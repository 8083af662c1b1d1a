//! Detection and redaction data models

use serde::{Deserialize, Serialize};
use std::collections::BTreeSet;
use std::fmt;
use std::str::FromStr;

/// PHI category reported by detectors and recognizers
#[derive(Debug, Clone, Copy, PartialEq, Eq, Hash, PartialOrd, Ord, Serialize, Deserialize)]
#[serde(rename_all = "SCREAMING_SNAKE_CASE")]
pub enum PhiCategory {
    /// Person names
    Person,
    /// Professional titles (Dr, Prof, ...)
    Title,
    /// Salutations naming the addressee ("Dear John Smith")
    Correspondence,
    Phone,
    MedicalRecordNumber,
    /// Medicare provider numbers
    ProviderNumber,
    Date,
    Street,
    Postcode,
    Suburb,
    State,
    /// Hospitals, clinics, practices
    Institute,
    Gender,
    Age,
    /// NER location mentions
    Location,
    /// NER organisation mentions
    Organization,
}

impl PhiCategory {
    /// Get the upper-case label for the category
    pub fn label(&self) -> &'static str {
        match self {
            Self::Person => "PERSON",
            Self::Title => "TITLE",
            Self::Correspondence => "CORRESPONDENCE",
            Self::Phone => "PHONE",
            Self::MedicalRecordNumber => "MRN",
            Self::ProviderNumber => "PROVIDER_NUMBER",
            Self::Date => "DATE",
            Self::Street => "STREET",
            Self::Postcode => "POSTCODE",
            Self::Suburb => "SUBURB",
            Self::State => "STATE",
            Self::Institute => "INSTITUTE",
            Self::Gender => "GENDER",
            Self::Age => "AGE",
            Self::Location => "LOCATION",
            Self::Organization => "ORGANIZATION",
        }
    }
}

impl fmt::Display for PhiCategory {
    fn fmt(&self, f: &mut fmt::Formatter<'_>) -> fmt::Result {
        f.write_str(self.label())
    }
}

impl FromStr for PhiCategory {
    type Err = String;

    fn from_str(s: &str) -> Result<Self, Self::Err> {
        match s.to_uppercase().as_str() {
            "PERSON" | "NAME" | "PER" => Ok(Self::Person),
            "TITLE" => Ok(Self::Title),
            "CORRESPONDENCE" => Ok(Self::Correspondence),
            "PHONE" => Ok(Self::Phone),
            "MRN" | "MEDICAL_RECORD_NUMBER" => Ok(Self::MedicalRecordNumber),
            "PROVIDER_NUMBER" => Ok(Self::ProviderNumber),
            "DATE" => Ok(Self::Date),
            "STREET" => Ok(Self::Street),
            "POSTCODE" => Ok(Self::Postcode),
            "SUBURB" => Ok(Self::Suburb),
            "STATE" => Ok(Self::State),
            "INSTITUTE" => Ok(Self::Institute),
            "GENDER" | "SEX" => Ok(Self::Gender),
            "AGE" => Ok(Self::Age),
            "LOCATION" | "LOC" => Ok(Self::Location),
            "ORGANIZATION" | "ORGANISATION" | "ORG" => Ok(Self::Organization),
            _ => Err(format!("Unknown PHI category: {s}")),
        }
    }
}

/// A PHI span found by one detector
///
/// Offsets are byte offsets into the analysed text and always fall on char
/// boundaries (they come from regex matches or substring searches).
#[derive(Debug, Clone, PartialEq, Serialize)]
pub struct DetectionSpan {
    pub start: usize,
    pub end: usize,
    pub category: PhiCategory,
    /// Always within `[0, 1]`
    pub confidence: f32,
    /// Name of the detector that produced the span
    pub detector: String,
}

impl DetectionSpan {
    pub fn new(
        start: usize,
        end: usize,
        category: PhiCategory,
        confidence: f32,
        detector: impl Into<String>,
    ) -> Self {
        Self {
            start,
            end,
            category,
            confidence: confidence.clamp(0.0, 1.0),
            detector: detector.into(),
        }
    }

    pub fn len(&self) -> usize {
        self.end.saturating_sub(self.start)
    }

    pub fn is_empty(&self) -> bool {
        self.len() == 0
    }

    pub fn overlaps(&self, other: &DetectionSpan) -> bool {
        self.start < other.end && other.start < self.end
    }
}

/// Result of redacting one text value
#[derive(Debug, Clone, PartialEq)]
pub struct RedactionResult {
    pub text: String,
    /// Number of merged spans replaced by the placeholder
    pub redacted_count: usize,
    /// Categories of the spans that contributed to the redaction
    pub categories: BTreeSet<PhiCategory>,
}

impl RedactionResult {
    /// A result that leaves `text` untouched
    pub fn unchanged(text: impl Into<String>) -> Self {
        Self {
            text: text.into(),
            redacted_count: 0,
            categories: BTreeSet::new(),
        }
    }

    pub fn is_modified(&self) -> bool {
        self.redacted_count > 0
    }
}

****************************************

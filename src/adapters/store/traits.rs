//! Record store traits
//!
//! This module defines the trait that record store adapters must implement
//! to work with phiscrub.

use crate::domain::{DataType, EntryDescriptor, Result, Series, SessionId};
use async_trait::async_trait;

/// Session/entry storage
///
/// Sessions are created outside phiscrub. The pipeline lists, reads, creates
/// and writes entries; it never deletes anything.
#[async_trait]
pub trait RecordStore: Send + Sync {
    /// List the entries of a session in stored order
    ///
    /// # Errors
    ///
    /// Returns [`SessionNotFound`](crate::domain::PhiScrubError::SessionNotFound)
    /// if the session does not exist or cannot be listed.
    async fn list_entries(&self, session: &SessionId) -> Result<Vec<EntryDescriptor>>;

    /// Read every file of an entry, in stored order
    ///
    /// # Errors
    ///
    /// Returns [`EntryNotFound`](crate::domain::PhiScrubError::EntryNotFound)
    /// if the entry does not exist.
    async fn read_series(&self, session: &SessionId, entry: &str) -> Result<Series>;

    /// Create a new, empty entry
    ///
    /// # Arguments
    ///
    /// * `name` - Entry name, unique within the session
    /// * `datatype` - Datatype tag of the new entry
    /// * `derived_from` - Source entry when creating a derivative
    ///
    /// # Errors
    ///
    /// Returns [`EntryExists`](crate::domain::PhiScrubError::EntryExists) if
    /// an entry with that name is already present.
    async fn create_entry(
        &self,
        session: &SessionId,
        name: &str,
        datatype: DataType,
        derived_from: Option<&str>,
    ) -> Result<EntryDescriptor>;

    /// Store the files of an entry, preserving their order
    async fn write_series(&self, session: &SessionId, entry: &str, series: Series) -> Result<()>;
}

****************************************

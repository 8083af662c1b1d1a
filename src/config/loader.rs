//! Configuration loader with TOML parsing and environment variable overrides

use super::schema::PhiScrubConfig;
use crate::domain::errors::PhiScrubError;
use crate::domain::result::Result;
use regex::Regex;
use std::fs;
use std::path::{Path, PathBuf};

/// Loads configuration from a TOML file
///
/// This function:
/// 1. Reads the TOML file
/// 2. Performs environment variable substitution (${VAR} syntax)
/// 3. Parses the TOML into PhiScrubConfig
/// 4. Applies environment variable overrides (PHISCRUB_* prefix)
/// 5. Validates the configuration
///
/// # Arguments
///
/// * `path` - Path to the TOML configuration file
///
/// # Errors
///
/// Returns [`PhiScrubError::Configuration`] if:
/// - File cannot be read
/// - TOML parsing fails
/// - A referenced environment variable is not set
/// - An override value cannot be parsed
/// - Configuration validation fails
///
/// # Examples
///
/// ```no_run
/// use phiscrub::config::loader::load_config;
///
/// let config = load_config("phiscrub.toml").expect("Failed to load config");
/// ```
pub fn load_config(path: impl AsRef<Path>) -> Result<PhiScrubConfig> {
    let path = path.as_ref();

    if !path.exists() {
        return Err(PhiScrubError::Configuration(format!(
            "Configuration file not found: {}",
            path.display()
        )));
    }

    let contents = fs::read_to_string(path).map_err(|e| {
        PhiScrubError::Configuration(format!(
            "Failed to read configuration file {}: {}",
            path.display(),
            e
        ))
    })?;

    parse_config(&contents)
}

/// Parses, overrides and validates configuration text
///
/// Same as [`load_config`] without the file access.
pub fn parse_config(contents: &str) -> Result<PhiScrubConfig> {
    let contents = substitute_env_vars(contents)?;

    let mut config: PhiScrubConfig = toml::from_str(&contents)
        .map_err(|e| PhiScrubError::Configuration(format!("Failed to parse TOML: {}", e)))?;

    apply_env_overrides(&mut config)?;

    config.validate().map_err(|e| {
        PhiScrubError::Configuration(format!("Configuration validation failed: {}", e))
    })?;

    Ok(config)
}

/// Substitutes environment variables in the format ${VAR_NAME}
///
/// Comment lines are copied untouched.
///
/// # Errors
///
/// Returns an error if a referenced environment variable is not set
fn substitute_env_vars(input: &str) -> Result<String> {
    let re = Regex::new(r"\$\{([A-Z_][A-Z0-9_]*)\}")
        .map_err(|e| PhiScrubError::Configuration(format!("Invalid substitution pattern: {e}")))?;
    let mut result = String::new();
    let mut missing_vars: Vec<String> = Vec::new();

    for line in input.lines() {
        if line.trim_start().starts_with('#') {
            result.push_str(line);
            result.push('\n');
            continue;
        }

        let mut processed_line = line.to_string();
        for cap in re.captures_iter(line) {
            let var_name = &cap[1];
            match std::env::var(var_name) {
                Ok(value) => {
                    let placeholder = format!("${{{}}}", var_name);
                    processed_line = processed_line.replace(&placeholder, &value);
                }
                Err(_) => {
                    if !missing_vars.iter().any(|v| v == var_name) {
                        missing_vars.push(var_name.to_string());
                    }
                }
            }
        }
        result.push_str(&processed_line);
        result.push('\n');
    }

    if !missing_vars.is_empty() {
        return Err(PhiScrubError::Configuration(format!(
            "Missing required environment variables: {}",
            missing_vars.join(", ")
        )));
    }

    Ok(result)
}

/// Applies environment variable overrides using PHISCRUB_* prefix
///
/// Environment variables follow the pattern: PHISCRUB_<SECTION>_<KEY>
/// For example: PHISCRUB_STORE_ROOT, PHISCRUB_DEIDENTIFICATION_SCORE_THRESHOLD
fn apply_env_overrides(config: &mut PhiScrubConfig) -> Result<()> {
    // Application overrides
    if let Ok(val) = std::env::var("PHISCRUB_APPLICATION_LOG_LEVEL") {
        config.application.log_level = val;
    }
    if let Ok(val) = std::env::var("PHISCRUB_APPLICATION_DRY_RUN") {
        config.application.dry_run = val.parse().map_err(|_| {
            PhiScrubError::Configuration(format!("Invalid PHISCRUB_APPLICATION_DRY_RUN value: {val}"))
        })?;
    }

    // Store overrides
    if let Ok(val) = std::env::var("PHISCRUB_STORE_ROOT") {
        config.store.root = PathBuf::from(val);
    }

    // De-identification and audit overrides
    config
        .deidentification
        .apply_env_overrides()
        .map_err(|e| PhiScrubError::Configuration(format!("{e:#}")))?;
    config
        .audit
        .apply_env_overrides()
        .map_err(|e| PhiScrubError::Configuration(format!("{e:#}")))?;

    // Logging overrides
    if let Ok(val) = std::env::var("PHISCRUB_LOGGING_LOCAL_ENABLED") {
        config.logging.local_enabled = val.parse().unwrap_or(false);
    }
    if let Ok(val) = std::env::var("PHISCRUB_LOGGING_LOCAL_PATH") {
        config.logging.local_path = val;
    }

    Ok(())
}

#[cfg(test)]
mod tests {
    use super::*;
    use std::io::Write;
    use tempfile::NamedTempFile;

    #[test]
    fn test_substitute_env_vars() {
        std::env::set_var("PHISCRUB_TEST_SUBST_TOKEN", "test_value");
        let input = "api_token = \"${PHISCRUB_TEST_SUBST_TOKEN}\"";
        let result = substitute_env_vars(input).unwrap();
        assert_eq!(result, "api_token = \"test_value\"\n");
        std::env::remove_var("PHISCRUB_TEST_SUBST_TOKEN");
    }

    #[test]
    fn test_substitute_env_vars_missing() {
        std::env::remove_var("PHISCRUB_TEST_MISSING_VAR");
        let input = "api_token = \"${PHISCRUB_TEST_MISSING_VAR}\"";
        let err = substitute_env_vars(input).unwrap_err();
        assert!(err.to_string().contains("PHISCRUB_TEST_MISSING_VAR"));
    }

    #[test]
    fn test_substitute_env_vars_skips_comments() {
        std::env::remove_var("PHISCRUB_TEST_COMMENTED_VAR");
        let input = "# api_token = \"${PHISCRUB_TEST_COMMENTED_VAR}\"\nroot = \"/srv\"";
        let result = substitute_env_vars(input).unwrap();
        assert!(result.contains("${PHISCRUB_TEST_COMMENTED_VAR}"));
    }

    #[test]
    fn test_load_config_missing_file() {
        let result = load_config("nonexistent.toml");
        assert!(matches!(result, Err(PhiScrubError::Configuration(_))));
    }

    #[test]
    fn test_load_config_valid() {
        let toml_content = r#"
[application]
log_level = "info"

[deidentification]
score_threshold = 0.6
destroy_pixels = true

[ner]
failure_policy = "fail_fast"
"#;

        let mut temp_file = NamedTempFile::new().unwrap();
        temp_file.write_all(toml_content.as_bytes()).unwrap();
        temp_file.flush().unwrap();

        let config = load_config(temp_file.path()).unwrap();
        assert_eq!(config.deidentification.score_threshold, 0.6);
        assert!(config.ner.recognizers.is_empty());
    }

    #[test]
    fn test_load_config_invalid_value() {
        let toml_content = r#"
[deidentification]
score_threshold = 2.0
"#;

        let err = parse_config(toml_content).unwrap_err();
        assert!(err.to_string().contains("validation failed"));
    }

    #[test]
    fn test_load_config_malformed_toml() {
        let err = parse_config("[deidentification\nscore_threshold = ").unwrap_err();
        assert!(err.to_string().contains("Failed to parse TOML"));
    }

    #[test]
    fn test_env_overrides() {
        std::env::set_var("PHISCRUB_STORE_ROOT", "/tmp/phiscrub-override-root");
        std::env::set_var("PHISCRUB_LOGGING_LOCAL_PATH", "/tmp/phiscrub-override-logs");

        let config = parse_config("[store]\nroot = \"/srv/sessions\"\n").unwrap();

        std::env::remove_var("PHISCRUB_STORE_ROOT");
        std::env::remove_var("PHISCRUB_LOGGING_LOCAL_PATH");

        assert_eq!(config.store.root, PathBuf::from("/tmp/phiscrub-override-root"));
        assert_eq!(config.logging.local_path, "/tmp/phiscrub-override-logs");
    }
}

****************************************

> [Required action]: A line belongs in the answer if it contains the word "Serialize"; copy every such line from the data above.

> [Result of this exercise]:
use serde::{Deserialize, Serialize};
#[derive(Debug, Clone, Copy, PartialEq, Eq, Hash, PartialOrd, Ord, Serialize, Deserialize)]
#[derive(Debug, Clone, PartialEq, Serialize)]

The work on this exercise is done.